*** Opening of Record set ***

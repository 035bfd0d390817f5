//! Constants shared across crates.

pub const BYTES_PER_MB: u64 = 1024 * 1024;

/// Thumbnail ceiling (10 MiB).
pub const MAX_THUMBNAIL_SIZE_MB: u64 = 10;

/// Video ceiling (1 GiB).
pub const MAX_VIDEO_SIZE_MB: u64 = 1024;

pub const THUMBNAIL_FIELD: &str = "thumbnail";
pub const VIDEO_FIELD: &str = "video";

/// The only media type accepted on the video path.
pub const VIDEO_CONTENT_TYPE: &str = "video/mp4";

/// Issuer claim carried by access tokens.
pub const JWT_ISSUER: &str = "tubely-access";

pub const STAGING_FILE_PREFIX: &str = "tubely-upload-";
pub const STAGING_FILE_SUFFIX: &str = ".mp4";

pub const DEFAULT_PORT: u16 = 8091;
pub const DEFAULT_FFPROBE_PATH: &str = "ffprobe";
pub const DEFAULT_PROBE_TIMEOUT_SECS: u64 = 30;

*** Close of Record set ***

• Task:
What are the lines above, starting at the one with "pub const BYTES_PER_MB: u64 = 1024 * 1024;" and ending at the one with "pub const VIDEO_CONTENT_TYPE: &str"? Give them again exactly, and only them.

• Output of the task:
pub const BYTES_PER_MB: u64 = 1024 * 1024;

/// Thumbnail ceiling (10 MiB).
pub const MAX_THUMBNAIL_SIZE_MB: u64 = 10;

/// Video ceiling (1 GiB).
pub const MAX_VIDEO_SIZE_MB: u64 = 1024;

pub const THUMBNAIL_FIELD: &str = "thumbnail";
pub const VIDEO_FIELD: &str = "video";

/// The only media type accepted on the video path.
pub const VIDEO_CONTENT_TYPE: &str = "video/mp4";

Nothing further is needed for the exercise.